LG Optimus Slider LG Gelato Q/LS700/VM710
- Manufacturer: LG Electronics, Inc.
- Type: Smartphone
- Series: Optimus
- First released: United States: October 17, 2011 (Virgin Mobile)
- Compatible networks: CDMA/EVDO Rev.
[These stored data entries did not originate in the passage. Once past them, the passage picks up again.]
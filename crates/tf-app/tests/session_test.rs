//! UploadSession start/cancel semantics.

mod common;

use std::sync::Arc;
use std::time::Duration;

use common::*;
use tf_app::UploadSession;
use tf_core::{ClipboardContents, UploadError, UploadOutcome};

fn hanging_harness() -> Harness {
    Harness::new(
        FakeClipboard::holding(ClipboardContents::with_text("payload")),
        FakeFileSystem::default(),
        FakeTransport::new(TransportBehavior::Hang),
    )
}

#[tokio::test]
async fn session_yields_pipeline_outcome() {
    let harness = Harness::text("hello");
    let session = UploadSession::start(Arc::new(harness.pipeline()));

    let outcome = session.outcome().await;

    assert_eq!(outcome.link(), Some(ENCODED_LINK));
    assert!(!outcome.is_cancelled());
}

#[tokio::test]
async fn cancel_ends_outstanding_upload() {
    let harness = hanging_harness();
    let session = UploadSession::start(Arc::new(harness.pipeline()));
    harness.transport.started.notified().await;
    assert!(!session.is_finished());

    session.cancel();
    let outcome = tokio::time::timeout(Duration::from_secs(5), session.outcome())
        .await
        .expect("outcome after cancel");

    assert_eq!(outcome, UploadOutcome::Cancelled);
    assert!(harness.transport.was_aborted());
    assert!(harness.notifier.sent().is_empty());
}

#[tokio::test]
async fn dropping_session_cancels_run() {
    let harness = hanging_harness();
    let session = UploadSession::start(Arc::new(harness.pipeline()));
    harness.transport.started.notified().await;
    let token = session.cancellation();

    drop(session);

    assert!(token.is_cancelled());
    tokio::time::timeout(Duration::from_secs(5), async {
        while !harness.transport.was_aborted() {
            tokio::task::yield_now().await;
        }
    })
    .await
    .expect("request released after drop");
    assert!(harness.clipboard.written().is_empty());
}

#[tokio::test]
async fn retry_is_a_fresh_session() {
    let harness = Harness::new(
        FakeClipboard::holding(ClipboardContents::empty()),
        FakeFileSystem::default(),
        FakeTransport::ok(),
    );
    let pipeline = Arc::new(harness.pipeline());

    let first = UploadSession::start(pipeline.clone()).outcome().await;
    assert_eq!(first, UploadOutcome::Failure(UploadError::EmptyClipboard));

    harness
        .clipboard
        .set_contents(ClipboardContents::with_text("now there is text"));
    let second = UploadSession::start(pipeline).outcome().await;

    assert!(second.is_success());
    assert_eq!(harness.transport.submitted().len(), 1);
    assert_eq!(harness.timer.starts(), 2);
    assert_eq!(harness.timer.stops(), 2);
}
A Dual-band (800/1,900 MHz)
- Form factor: Bar
- Dimensions: 115 mm (4.5 in) H 59 mm (2.3 in) W 15 mm (0.59 in) D
- Weight: 157 g (5.5 oz)
- Operating system: Android 2.3
- CPU: 800MHz Qualcomm MSM7627T
- GPU: Qualcomm Adreno 200
- Memory: 512 MB RAM
- Storage: 150 MB internal storage
- Removable storage: microSD (supports up to 32 GB)
- Battery: 1.5Ah Internal Rechargeable Li-ion User replaceable
- Rear camera: 3.0 MP Autofocus Video 640x480 at 24 fps
- Display: TFT LCD, 3.2 in (81 mm) diagonal 320x480 px HVGA
- Connectivity: 3.5 mm TRRS Bluetooth 3.0 with A2DP micro USB 2.0 Wi-Fi 802.11b/g/n
- Data inputs: Multi-touch capacitive touchscreen A-GPS Accelerometer Gyroscope Proximity sensor
- SAR: 0.72W/kg (head), 0.39W/kg (body)
- Hearing aid compatibility: M4/T4

= LG Optimus Slider =

Android smartphone developed by LG Electronics

The LG Optimus Slider (also known as "Gelato Q") is an Android-powered cellphone developed by LG Electronics, Inc. It was first released on October 17, 2011 on Virgin Mobile USA in the United States. It was later released by Virgin Mobile USA as the LG Optimus Slider VM701.